Review of "The Google File System"

20 Sep 2015

Review of "The Google File System"

Faced with the needs of Google infrastructure, Google developed its own distributed file system Google File System (GFS), which is different from previous distributed file systems like NFS (Network File System) and AFS (Andrew File System) because it's designed for 1) inexpensive commodity components that fail often, 2) storing millions of (modest) large files files each 100MB or larger, 3) large streaming reads and small random reads, 4) large, sequential writes that append data to files, 5) concurrent appending, 6) high sustained throughput than low latency.
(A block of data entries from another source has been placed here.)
use figment::{
    providers::{Env, Format, Toml},
    Figment,
};
use serde::{Deserialize, Serialize};

pub const DEFAULT_PORT: u16 = 8787;
pub const DEFAULT_BIND: &str = "127.0.0.1";

/// Top-level config (`bearmemori.toml` + `BEARMEMORI_*` env overrides),
/// loaded by merging a TOML file with environment overrides via figment.
#[derive(Debug, Clone, Serialize, Deserialize, Default)]
pub struct BearMemoriConfig {
    #[serde(default)]
    pub http: HttpConfig,
    #[serde(default)]
    pub database: DatabaseConfig,
    #[serde(default)]
    pub redis: RedisConfig,
    #[serde(default)]
    pub llm: LlmConfig,
    #[serde(default)]
    pub scheduler: SchedulerConfig,
    #[serde(default)]
    pub retention: RetentionConfig,
}

#[derive(Debug, Clone, Serialize, Deserialize)]
pub struct HttpConfig {
    #[serde(default = "default_port")]
    pub port: u16,
    #[serde(default = "default_bind")]
    pub bind: String,
}

impl Default for HttpConfig {
    fn default() -> Self {
        Self {
            port: default_port(),
            bind: default_bind(),
        }
    }
}

#[derive(Debug, Clone, Serialize, Deserialize)]
pub struct DatabaseConfig {
    #[serde(default = "default_db_path")]
    pub path: String,
    #[serde(default = "default_image_storage_path")]
    pub image_storage_path: String,
}

impl Default for DatabaseConfig {
    fn default() -> Self {
        Self {
            path: default_db_path(),
            image_storage_path: default_image_storage_path(),
        }
    }
}

#[derive(Debug, Clone, Serialize, Deserialize)]
pub struct RedisConfig {
    #[serde(default = "default_redis_url")]
    pub url: String,
}

impl Default for RedisConfig {
    fn default() -> Self {
        Self {
            url: default_redis_url(),
        }
    }
}

#[derive(Debug, Clone, Serialize, Deserialize)]
pub struct LlmConfig {
    #[serde(default = "default_llm_base_url")]
    pub base_url: String,
    pub api_key: Option<String>,
    #[serde(default = "default_vision_model")]
    pub vision_model: String,
    #[serde(default = "default_text_model")]
    pub text_model: String,
    #[serde(default = "default_max_retries")]
    pub max_retries: u32,
    #[serde(default = "default_unavailable_horizon_days")]
    pub unavailable_horizon_days: i64,
    #[serde(default = "default_message_stale_seconds")]
    pub message_stale_seconds: i64,
}

impl Default for LlmConfig {
    fn default() -> Self {
        Self {
            base_url: default_llm_base_url(),
            api_key: None,
            vision_model: default_vision_model(),
            text_model: default_text_model(),
            max_retries: default_max_retries(),
            unavailable_horizon_days: default_unavailable_horizon_days(),
            message_stale_seconds: default_message_stale_seconds(),
        }
    }
}

#[derive(Debug, Clone, Serialize, Deserialize)]
pub struct SchedulerConfig {
    #[serde(default = "default_scheduler_interval_seconds")]
    pub interval_seconds: u64,
}

impl Default for SchedulerConfig {
    fn default() -> Self {
        Self {
            interval_seconds: default_scheduler_interval_seconds(),
        }
    }
}

#[derive(Debug, Clone, Serialize, Deserialize)]
pub struct RetentionConfig {
    #[serde(default = "default_memory_pending_ttl_days")]
    pub memory_pending_ttl_days: i64,
    #[serde(default = "default_suggested_tag_ttl_days")]
    pub suggested_tag_ttl_days: i64,
    #[serde(default = "default_event_requeue_hours")]
    pub event_requeue_hours: i64,
}

impl Default for RetentionConfig {
    fn default() -> Self {
        Self {
            memory_pending_ttl_days: default_memory_pending_ttl_days(),
            suggested_tag_ttl_days: default_suggested_tag_ttl_days(),
            event_requeue_hours: default_event_requeue_hours(),
        }
    }
}

fn default_port() -> u16 {
    DEFAULT_PORT
}
fn default_bind() -> String {
    DEFAULT_BIND.to_string()
}
fn default_db_path() -> String {
    let home = std::env::var("HOME").unwrap_or_else(|_| ".".to_string());
    format!("{home}/.bearmemori/bearmemori.db")
}
fn default_image_storage_path() -> String {
    let home = std::env::var("HOME").unwrap_or_else(|_| ".".to_string());
    format!("{home}/.bearmemori/images")
}
fn default_redis_url() -> String {
    "redis://127.0.0.1:6379".to_string()
}
fn default_llm_base_url() -> String {
    "https://api.openai.com".to_string()
}
fn default_vision_model() -> String {
    "gpt-4o-mini".to_string()
}
fn default_text_model() -> String {
    "gpt-4o-mini".to_string()
}
fn default_max_retries() -> u32 {
    5
}
fn default_unavailable_horizon_days() -> i64 {
    14
}
fn default_message_stale_seconds() -> i64 {
    300
}
fn default_scheduler_interval_seconds() -> u64 {
    30
}
fn default_memory_pending_ttl_days() -> i64 {
    7
}
fn default_suggested_tag_ttl_days() -> i64 {
    7
}
fn default_event_requeue_hours() -> i64 {
    24
}

impl BearMemoriConfig {
    /// Load config from a TOML file with `BEARMEMORI_*` env var overrides.
    ///
    /// Checks in order:
    ///   1. Explicit path argument
    ///   2. `BEARMEMORI_CONFIG` env var
    ///   3. `~/.bearmemori/bearmemori.toml`
    pub fn load(config_path: Option<&str>) -> crate::error::Result<Self> {
        let path = config_path
            .map(String::from)
            .or_else(|| std::env::var("BEARMEMORI_CONFIG").ok())
            .unwrap_or_else(default_config_path);

        let config: BearMemoriConfig = Figment::new()
            .merge(Toml::file(&path))
            .merge(Env::prefixed("BEARMEMORI_").split("_"))
            .extract()
            .map_err(|e| crate::error::CoreError::Config(e.to_string()))?;

        Ok(config)
    }
}

fn default_config_path() -> String {
    let home = std::env::var("HOME").unwrap_or_else(|_| ".".to_string());
    format!("{home}/.bearmemori/bearmemori.toml")
}
use std::sync::Arc;

use axum::{
    extract::{Path, State},
    Json,
};
use serde::{Deserialize, Serialize};

use bearmemori_store::types::{User, UserSettings};

use crate::{app::AppState, error::AppError};

#[derive(Debug, Deserialize)]
pub struct UpsertUserRequest {
    pub user_id: i64,
    pub display_name: String,
}

#[derive(Debug, Serialize)]
pub struct UserResponse {
    pub user: User,
    pub settings: UserSettings,
}

/// POST /users — idempotent upsert.
pub async fn create_user(
    State(state): State<Arc<AppState>>,
    Json(req): Json<UpsertUserRequest>,
) -> Result<Json<UserResponse>, AppError> {
    let (user, settings) = state
        .store
        .with_conn(|conn| bearmemori_store::users::get_or_create(conn, req.user_id, &req.display_name))?;
    Ok(Json(UserResponse { user, settings }))
}

pub async fn get_settings(
    State(state): State<Arc<AppState>>,
    Path(user_id): Path<i64>,
) -> Result<Json<UserSettings>, AppError> {
    let settings = state
        .store
        .with_conn(|conn| bearmemori_store::users::get_settings(conn, user_id))?
        .ok_or_else(|| AppError::Validation(format!("no settings for user {user_id}")))?;
    Ok(Json(settings))
}

#[derive(Debug, Deserialize)]
pub struct UpdateSettingsRequest {
    pub timezone: Option<String>,
    pub language: Option<String>,
}

pub async fn update_settings(
    State(state): State<Arc<AppState>>,
    Path(user_id): Path<i64>,
    Json(req): Json<UpdateSettingsRequest>,
) -> Result<Json<UserSettings>, AppError> {
    let settings = state.store.with_conn(|conn| {
        bearmemori_store::users::update_settings(conn, user_id, req.timezone.as_deref(), req.language.as_deref())
    })?;
    Ok(Json(settings))
}
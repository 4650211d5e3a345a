use rusqlite::{params, Connection, OptionalExtension};

use bearmemori_core::{now_iso, Actor, EntityId, JobType};

use crate::error::{Result, StoreError};
use crate::types::LLMJob;

/// Insert a job row in `queued` state. The dispatcher publishes to the
/// matching stream immediately after this commits; this
/// function only owns the row.
pub fn create(conn: &mut Connection, job_type: JobType, payload: &serde_json::Value, user_id: Option<i64>) -> Result<LLMJob> {
    let id = EntityId::new().to_string();
    let now = now_iso();
    let payload_str = payload.to_string();
    let tx = conn.transaction()?;
    tx.execute(
        "INSERT INTO llm_jobs (id, job_type, payload, user_id, status, created_at, updated_at)
         VALUES (?1, ?2, ?3, ?4, 'queued', ?5, ?5)",
        params![id, job_type.as_str(), payload_str, user_id, now],
    )?;
    crate::audit::append(&tx, "llm_job", &id, "created", &Actor::System, None)?;
    tx.commit()?;
    get(conn, &id)?.ok_or_else(|| StoreError::NotFound { entity: "llm_job", id })
}

pub fn get(conn: &Connection, id: &str) -> Result<Option<LLMJob>> {
    conn.query_row(
        "SELECT id, job_type, payload, user_id, status, result, error_message, created_at, updated_at
         FROM llm_jobs WHERE id = ?1",
        params![id],
        row_to_job,
    )
    .optional()
    .map_err(StoreError::from)
}

/// Only the worker owns `queued → processing → (completed|failed)`
/// transitions.
pub fn mark_processing(conn: &mut Connection, id: &str) -> Result<()> {
    transition(conn, id, "processing", None, None)
}

pub fn mark_completed(conn: &mut Connection, id: &str, result: &serde_json::Value) -> Result<()> {
    transition(conn, id, "completed", Some(&result.to_string()), None)
}

pub fn mark_failed(conn: &mut Connection, id: &str, error_message: &str) -> Result<()> {
    transition(conn, id, "failed", None, Some(error_message))
}

fn transition(conn: &mut Connection, id: &str, status: &str, result: Option<&str>, error: Option<&str>) -> Result<()> {
    let now = now_iso();
    let tx = conn.transaction()?;
    let changed = tx.execute(
        "UPDATE llm_jobs SET status = ?1, result = COALESCE(?2, result),
         error_message = COALESCE(?3, error_message), updated_at = ?4 WHERE id = ?5",
        params![status, result, error, now, id],
    )?;
    if changed == 0 {
        return Err(StoreError::NotFound { entity: "llm_job", id: id.to_string() });
    }
    crate::audit::append(&tx, "llm_job", id, "updated", &Actor::LlmWorker,
        Some(&serde_json::json!({ "status": status })))?;
    tx.commit()?;
    Ok(())
}

fn row_to_job(row: &rusqlite::Row<'_>) -> rusqlite::Result<LLMJob> {
    Ok(LLMJob {
        id: row.get(0)?,
        job_type: row.get(1)?,
        payload: row.get(2)?,
        user_id: row.get(3)?,
        status: row.get(4)?,
        result: row.get(5)?,
        error_message: row.get(6)?,
        created_at: row.get(7)?,
        updated_at: row.get(8)?,
    })
}

#[cfg(test)]
mod tests {
    use super::*;
    use crate::db;

    #[test]
    fn lifecycle_transitions_queued_to_completed() {
        let mut conn = db::open_in_memory().unwrap();
        let job = create(&mut conn, JobType::ImageTag, &serde_json::json!({"memory_id": "m1"}), Some(1)).unwrap();
        assert_eq!(job.status, "queued");

        mark_processing(&mut conn, &job.id).unwrap();
        assert_eq!(get(&conn, &job.id).unwrap().unwrap().status, "processing");

        mark_completed(&mut conn, &job.id, &serde_json::json!({"tags": ["cat"]})).unwrap();
        let done = get(&conn, &job.id).unwrap().unwrap();
        assert_eq!(done.status, "completed");
        assert!(done.result.is_some());
    }

    #[test]
    fn failed_job_keeps_error_message() {
        let mut conn = db::open_in_memory().unwrap();
        let job = create(&mut conn, JobType::EmailExtract, &serde_json::json!({}), None).unwrap();
        mark_processing(&mut conn, &job.id).unwrap();
        mark_failed(&mut conn, &job.id, "llm unavailable").unwrap();
        let failed = get(&conn, &job.id).unwrap().unwrap();
        assert_eq!(failed.status, "failed");
        assert_eq!(failed.error_message.as_deref(), Some("llm unavailable"));
    }
}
A typical working set of the GSF consists of a lot of clients, a single master and multiple chunk servers (hundreds of). The master server manages all the metadata, including namespaces, access control information, mapping from files to chunks and location of chunks. Metadata are served in memory but all information except for location to chunks are persisted whereas location of chunks are polled. They didn't persist chunk locations because it's simpler to do poll in the face of chunk servers come and go so often. A very interesting fact here is GFS has only one master which somehow constrained the scalability and brings challenge of high availability, but it makes the implementation much easier and they make some sacrifices by making the chunk size relatively large – 64BM.

The consistence model defined by GFS is like this. If it's consistent, then all clients will always see the same data, regardless of which replica they read from. If a region is defined after a file mutation, then it is consistent and the client will see the mutation writes in its entirety. For failure write or append, the state is inconsistent; for concurrent successful writes, the result will be consistent but undefined, but for serial successful writes the result will be defined; for either serial or concurrent append success, the result will be mostly defined, but may be inconsistent at some point.

A very interesting fact about the behavior of the client is it writes to each replicas individually. My question here is why shouldn't it write to the primary replica first and let the primary replica propagate. What's the reason behind this?

Will the work be influential in 10 years? Maybe yes, since it provides a detailed design for another flavor of distributed file systems in addition to AFS and NFS, providing strong support for large, mostly appended files.